Exercise goal: Using the listing below, work out the number of lines in which "debounced" appears; return only that figure.

Material supplied:
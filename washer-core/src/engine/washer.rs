//! Washer state machine driver
//!
//! The engine is the single owner of [`EngineState`]. Every entry point
//! takes the current monotonic time in milliseconds; phase timing uses
//! wrapping subtraction so the counter may roll over.

use crate::config::EngineConfig;
use crate::state::{ButtonEvent, ErrorKind, Exit, Phase};
use crate::traits::{Actuators, MotorDirection, MotorDrive, ValveMix, WallClock, WasherDisplay};

use super::valve::select_mix;

/// Mutable engine state
#[derive(Debug, Clone, Copy, PartialEq, Eq)]
#[cfg_attr(feature = "defmt", derive(defmt::Format))]
pub struct EngineState {
    /// Current phase
    pub phase: Phase,
    /// Selected program, changed only while idle
    pub program_index: u8,
    /// Timestamp of the current phase's entry (ms)
    pub phase_start_ms: u32,
    /// Direction used when the motor is next driven
    pub motor_direction: MotorDirection,
}

impl EngineState {
    /// Power-up state
    pub fn new(now_ms: u32) -> Self {
        Self {
            phase: Phase::Idle,
            program_index: 0,
            phase_start_ms: now_ms,
            motor_direction: MotorDirection::Forward,
        }
    }
}

/// The engine's side-effect targets
///
/// Collaborators are fire-and-forget: nothing they report flows back into
/// the engine.
pub struct Collaborators<A, D, C> {
    /// Valve and motor outputs
    pub actuators: A,
    /// Status display
    pub display: D,
    /// Time-of-day source for the readout
    pub clock: C,
}

impl<A, D, C> Collaborators<A, D, C> {
    /// Bundle the three collaborators
    pub fn new(actuators: A, display: D, clock: C) -> Self {
        Self {
            actuators,
            display,
            clock,
        }
    }
}

/// Washer control engine
pub struct WasherEngine<A, D, C> {
    config: EngineConfig,
    state: EngineState,
    io: Collaborators<A, D, C>,
}

impl<A, D, C> WasherEngine<A, D, C>
where
    A: Actuators,
    D: WasherDisplay,
    C: WallClock,
{
    /// Create an engine; call [`init`](Self::init) before use
    pub fn new(config: EngineConfig, io: Collaborators<A, D, C>) -> Self {
        Self {
            config,
            state: EngineState::new(0),
            io,
        }
    }

    /// Reset to idle, drive all outputs off and refresh the display
    pub fn init(&mut self, now_ms: u32) {
        self.state = EngineState::new(now_ms);
        self.io.actuators.all_off();
        self.io
            .display
            .show_phase(self.state.phase, self.state.program_index);
        self.refresh_time();
    }

    /// Advance the state machine by one control-loop iteration
    ///
    /// Returns the new phase if a transition happened.
    pub fn tick(&mut self, now_ms: u32, temp_x10: i16) -> Option<Phase> {
        let phase = self.state.phase;

        let next = match phase.exit() {
            Exit::Never => {
                if phase.is_safe_state() {
                    self.io.actuators.all_off();
                }
                None
            }
            Exit::AfterFillDwell => {
                if self.phase_elapsed_ms(now_ms) >= self.config.fill_dwell_ms {
                    self.io.actuators.set_valves(ValveMix::CLOSED);
                    phase.successor()
                } else {
                    self.io
                        .actuators
                        .set_valves(select_mix(temp_x10, &self.config));
                    None
                }
            }
            Exit::Immediate => phase.successor(),
        };

        let next = next?;
        self.enter(now_ms, next);
        self.refresh_time();
        Some(next)
    }

    /// Handle a debounced button press
    pub fn on_button(&mut self, now_ms: u32, event: ButtonEvent) {
        let phase = self.state.phase;

        match event {
            ButtonEvent::Stop => self.enter(now_ms, Phase::Idle),
            ButtonEvent::Start if phase == Phase::Idle => self.enter(now_ms, Phase::FillWater),
            ButtonEvent::Up | ButtonEvent::Down if phase.accepts_selection() => {
                let program = self.state.program_index;
                let selected = match event {
                    ButtonEvent::Up if program < self.config.max_program => Some(program + 1),
                    ButtonEvent::Down if program > 0 => Some(program - 1),
                    _ => None,
                };
                if let Some(selected) = selected {
                    self.state.program_index = selected;
                    self.io.display.show_selected_program(selected);
                }
            }
            _ => {}
        }

        self.refresh_time();
    }

    /// Force the error phase with every output off
    ///
    /// This is the fault entry for conditions the transition table cannot
    /// express, such as a phase code that fails to decode with
    /// [`Phase::try_from`]. Only `Stop` leaves the error phase. Repeated
    /// faults are ignored.
    pub fn signal_fault(&mut self, now_ms: u32, kind: ErrorKind) {
        if self.state.phase == Phase::Error {
            return;
        }

        #[cfg(feature = "defmt")]
        defmt::warn!("fault {} in {}", kind, self.state.phase);
        #[cfg(not(feature = "defmt"))]
        let _ = kind;

        self.enter(now_ms, Phase::Error);
        self.refresh_time();
    }

    /// Push the wall-clock time to the display
    pub fn refresh_time(&mut self) {
        let time = self.io.clock.now().format();
        self.io.display.show_time(&time);
    }

    /// Switch phase, run its entry action and show it
    fn enter(&mut self, now_ms: u32, next: Phase) {
        #[cfg(feature = "defmt")]
        defmt::debug!("phase {} -> {}", self.state.phase, next);

        self.state.phase = next;
        self.state.phase_start_ms = now_ms;

        match next {
            Phase::Idle | Phase::Error => self.io.actuators.all_off(),
            Phase::Spin => {
                self.state.motor_direction = MotorDirection::Forward;
                self.io
                    .actuators
                    .set_motor(MotorDrive::running(self.state.motor_direction));
            }
            Phase::FillWater | Phase::Wash | Phase::Rinse => {}
        }

        self.io.display.show_phase(next, self.state.program_index);
    }
}

impl<A, D, C> WasherEngine<A, D, C> {
    /// Current state snapshot
    pub fn state(&self) -> &EngineState {
        &self.state
    }

    /// Current phase
    pub fn phase(&self) -> Phase {
        self.state.phase
    }

    /// Selected program
    pub fn program_index(&self) -> u8 {
        self.state.program_index
    }

    /// Time spent in the current phase
    pub fn phase_elapsed_ms(&self, now_ms: u32) -> u32 {
        now_ms.wrapping_sub(self.state.phase_start_ms)
    }

    /// Borrow the collaborators
    pub fn collaborators(&self) -> &Collaborators<A, D, C> {
        &self.io
    }

    /// Mutably borrow the collaborators, e.g. to sync the clock
    pub fn collaborators_mut(&mut self) -> &mut Collaborators<A, D, C> {
        &mut self.io
    }
}
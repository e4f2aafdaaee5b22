//! Simple TOML parser for machine configuration
//!
//! This is a minimal TOML parser that handles only the subset needed for
//! `washer.toml`. It does NOT support the full TOML language and never
//! allocates.
//!
//! Supported features:
//! - Key = value pairs (string, integer, boolean)
//! - [section] headers
//! - Comments (# ...), including trailing comments
//!
//! Unknown keys inside a known section are ignored so older firmware can
//! read newer files.

use crate::traits::TimeOfDay;

use super::types::MachineConfig;

/// Parse error
#[derive(Debug, Clone, Copy, PartialEq, Eq)]
#[cfg_attr(feature = "defmt", derive(defmt::Format))]
pub enum ParseError {
    /// Invalid section header
    InvalidSection,
    /// Invalid value type
    InvalidValue,
    /// Line is neither a header nor a key = value pair
    InvalidLine,
}

/// Current parsing context
#[derive(Debug, Clone, Copy, PartialEq, Eq)]
enum Section {
    Root,
    Engine,
    Input,
    Outputs,
    Clock,
}

/// Parse TOML configuration into MachineConfig
///
/// Values not present in the input keep their defaults. The result is not
/// validated; call [`MachineConfig::validate`] afterwards.
pub fn parse_config(input: &str) -> Result<MachineConfig, ParseError> {
    let mut config = MachineConfig::new();
    let mut section = Section::Root;

    for line in input.lines() {
        let line = line.trim();

        // Skip empty lines and comments
        if line.is_empty() || line.starts_with('#') {
            continue;
        }

        if line.starts_with('[') {
            let header = strip_comment(line);
            if !header.ends_with(']') {
                return Err(ParseError::InvalidSection);
            }
            section = parse_section_header(&header[1..header.len() - 1])?;
            continue;
        }

        let (key, value) = parse_key_value(line).ok_or(ParseError::InvalidLine)?;
        apply_value(section, key, value, &mut config)?;
    }

    Ok(config)
}

/// Parse a section header like "engine"
fn parse_section_header(header: &str) -> Result<Section, ParseError> {
    match header.trim() {
        "engine" => Ok(Section::Engine),
        "input" => Ok(Section::Input),
        "outputs" => Ok(Section::Outputs),
        "clock" => Ok(Section::Clock),
        _ => Err(ParseError::InvalidSection),
    }
}

fn apply_value(
    section: Section,
    key: &str,
    value: &str,
    config: &mut MachineConfig,
) -> Result<(), ParseError> {
    match (section, key) {
        (Section::Root, "loop_period_ms") => config.loop_period_ms = parse_int(value)?,
        (Section::Engine, "fill_dwell_ms") => config.engine.fill_dwell_ms = parse_int(value)?,
        (Section::Engine, "hot_below_x10") => config.engine.hot_below_x10 = parse_int(value)?,
        (Section::Engine, "cold_above_x10") => config.engine.cold_above_x10 = parse_int(value)?,
        (Section::Engine, "max_program") => config.engine.max_program = parse_int(value)?,
        (Section::Input, "debounce_ms") => config.input.debounce_ms = parse_int(value)?,
        (Section::Input, "poll_interval_ms") => config.input.poll_interval_ms = parse_int(value)?,
        (Section::Outputs, "active_high") => config.outputs.active_high = parse_bool(value)?,
        (Section::Clock, "start") => config.clock.start = parse_time(value)?,
        _ => {}
    }
    Ok(())
}

/// Drop a trailing comment that is not inside a string
fn strip_comment(s: &str) -> &str {
    match s.find('#') {
        Some(pos) if s[..pos].matches('"').count() % 2 == 0 => s[..pos].trim(),
        _ => s,
    }
}

/// Parse "key = value" line
fn parse_key_value(line: &str) -> Option<(&str, &str)> {
    let eq_pos = line.find('=')?;
    let key = line[..eq_pos].trim();
    let value = strip_comment(line[eq_pos + 1..].trim());

    if key.is_empty() || value.is_empty() {
        return None;
    }

    Some((key, value))
}

/// Parse a string value (removes quotes)
fn parse_string(value: &str) -> &str {
    if value.len() >= 2 && value.starts_with('"') && value.ends_with('"') {
        &value[1..value.len() - 1]
    } else {
        value
    }
}

/// Parse an integer value, allowing `_` digit separators
fn parse_int<T: core::str::FromStr>(value: &str) -> Result<T, ParseError> {
    let mut digits = heapless::String::<16>::new();
    for c in value.chars().filter(|c| *c != '_') {
        digits.push(c).map_err(|_| ParseError::InvalidValue)?;
    }
    digits.parse().map_err(|_| ParseError::InvalidValue)
}

/// Parse a boolean value
fn parse_bool(value: &str) -> Result<bool, ParseError> {
    match value {
        "true" => Ok(true),
        "false" => Ok(false),
        _ => Err(ParseError::InvalidValue),
    }
}

/// Parse a time string like "08:30:00"
fn parse_time(value: &str) -> Result<TimeOfDay, ParseError> {
    let mut parts = parse_string(value).split(':');
    let mut field = || -> Result<u8, ParseError> {
        parts
            .next()
            .ok_or(ParseError::InvalidValue)?
            .parse()
            .map_err(|_| ParseError::InvalidValue)
    };

    let hours = field()?;
    let minutes = field()?;
    let seconds = field()?;
    if parts.next().is_some() {
        return Err(ParseError::InvalidValue);
    }

    TimeOfDay::new(hours, minutes, seconds).ok_or(ParseError::InvalidValue)
}

#[cfg(test)]
mod tests {
    use super::*;

    const SAMPLE: &str = r#"
# Stock washer
loop_period_ms = 100

[engine]
fill_dwell_ms = 12_000   # slower inlet
hot_below_x10 = 200
cold_above_x10 = 400
max_program = 9

[input]
debounce_ms = 20
poll_interval_ms = 5

[outputs]
active_high = false

[clock]
start = "08:30:00"
"#;

    #[test]
    fn test_parse_sample() {
        let config = parse_config(SAMPLE).unwrap();
        assert_eq!(config.loop_period_ms, 100);
        assert_eq!(config.engine.fill_dwell_ms, 12_000);
        assert_eq!(config.engine.hot_below_x10, 200);
        assert_eq!(config.engine.cold_above_x10, 400);
        assert_eq!(config.engine.max_program, 9);
        assert_eq!(config.input.debounce_ms, 20);
        assert_eq!(config.input.poll_interval_ms, 5);
        assert!(!config.outputs.active_high);
        assert_eq!(config.clock.start, TimeOfDay::new(8, 30, 0).unwrap());
        assert_eq!(config.validate(), Ok(()));
    }

    #[test]
    fn test_empty_input_is_default() {
        assert_eq!(parse_config("").unwrap(), MachineConfig::default());
        assert_eq!(
            parse_config("# only a comment\n\n").unwrap(),
            MachineConfig::default()
        );
    }

    #[test]
    fn test_unknown_key_ignored() {
        let config = parse_config("[engine]\nspin_rpm = 1200\n").unwrap();
        assert_eq!(config, MachineConfig::default());
    }

    #[test]
    fn test_errors() {
        assert_eq!(
            parse_config("[dryer]\n"),
            Err(ParseError::InvalidSection)
        );
        assert_eq!(parse_config("[engine\n"), Err(ParseError::InvalidSection));
        assert_eq!(
            parse_config("[engine]\nmax_program = lots\n"),
            Err(ParseError::InvalidValue)
        );
        assert_eq!(
            parse_config("[engine]\nmax_program = 300\n"),
            Err(ParseError::InvalidValue)
        );
        assert_eq!(
            parse_config("[outputs]\nactive_high = yes\n"),
            Err(ParseError::InvalidValue)
        );
        assert_eq!(parse_config("garbage\n"), Err(ParseError::InvalidLine));
    }

    #[test]
    fn test_program_maximum_capped() {
        use crate::config::ConfigError;

        let config = parse_config("[engine]\nmax_program = 30\n").unwrap();
        assert_eq!(config.validate(), Err(ConfigError::ProgramLimit));

        let config = parse_config("[engine]\nmax_program = 50\n").unwrap();
        assert_eq!(config.validate(), Err(ConfigError::ProgramLimit));

        let config = parse_config("[engine]\nmax_program = 29\n").unwrap();
        assert_eq!(config.validate(), Ok(()));
    }

    #[test]
    fn test_parse_time() {
        assert_eq!(
            parse_time("\"23:59:59\"").unwrap(),
            TimeOfDay::new(23, 59, 59).unwrap()
        );
        assert_eq!(parse_time("7:05:00").unwrap(), TimeOfDay::new(7, 5, 0).unwrap());
        assert!(parse_time("24:00:00").is_err());
        assert!(parse_time("12:00").is_err());
        assert!(parse_time("12:00:00:00").is_err());
    }

    #[test]
    fn test_comment_inside_string_kept() {
        assert_eq!(strip_comment("\"a#b\""), "\"a#b\"");
        assert_eq!(strip_comment("5 # five"), "5");
    }
}
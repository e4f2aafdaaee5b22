//! Configuration types
//!
//! Board-agnostic configuration structures and the `washer.toml` parser.

pub mod toml;
pub mod types;

pub use self::toml::{parse_config, ParseError};
pub use types::*;
//! Configuration loading

pub mod loader;

pub use loader::load_config;
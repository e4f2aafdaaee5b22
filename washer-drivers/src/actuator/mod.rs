//! Output stage drivers

pub mod relay;

pub use relay::{RelayBank, RelayPins};
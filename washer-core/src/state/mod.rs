//! Phase state machine
//!
//! Defines the fixed wash cycle and the button events that drive it.
//! The phase set is closed and every phase has exactly one exit rule.

pub mod events;
pub mod machine;

pub use events::ButtonEvent;
pub use machine::{ErrorKind, Exit, Phase};
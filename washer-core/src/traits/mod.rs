//! Hardware abstraction traits
//!
//! These traits define the interface between the washer engine and the
//! board-specific collaborators.

pub mod actuator;
pub mod clock;
pub mod display;
pub mod sensor;

pub use actuator::{Actuators, MotorDirection, MotorDrive, ValveMix};
pub use clock::{TimeOfDay, WallClock};
pub use display::{DisplayError, TextPanel, WasherDisplay};
pub use sensor::{SensorError, TemperatureSensor};
//! Board-agnostic core logic for the washer controller firmware
//!
//! This crate contains all application logic that does not depend on
//! specific hardware implementations:
//!
//! - Hardware abstraction traits (actuators, display, clock, sensor)
//! - Phase state machine and button events
//! - Washer control engine and valve policy
//! - Configuration types and the `washer.toml` parser

#![cfg_attr(not(test), no_std)]
#![deny(unsafe_code)]

pub mod config;
pub mod engine;
pub mod state;
pub mod traits;
//! Washer control engine
//!
//! Owns the phase, the selected program and the phase timer. Driven by a
//! periodic `tick` and by debounced button events.

pub mod valve;
pub mod washer;

pub use valve::select_mix;
pub use washer::{Collaborators, EngineState, WasherEngine};
//! Task module - timeout-bounded units of work and their subtask trees.
//!
//! This module is designed around a few explicit contracts:
//! - Every failure is a typed [`TaskError`] naming the task that produced it
//! - A task's timeout is fixed once it is constructed
//! - Termination runs root to leaf and is safe to repeat

mod error;
mod policy;
pub mod process;
mod subtask;
pub mod task;

pub use error::{FailureKind, TaskError, DEFAULT_FAILURE_MESSAGE};
pub use policy::FailurePolicy;
pub use process::{CommandLine, ProcessTask};
pub use subtask::TaskContext;
pub use task::{Task, TaskId, Work, DEFAULT_TIMEOUT};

Result below: 2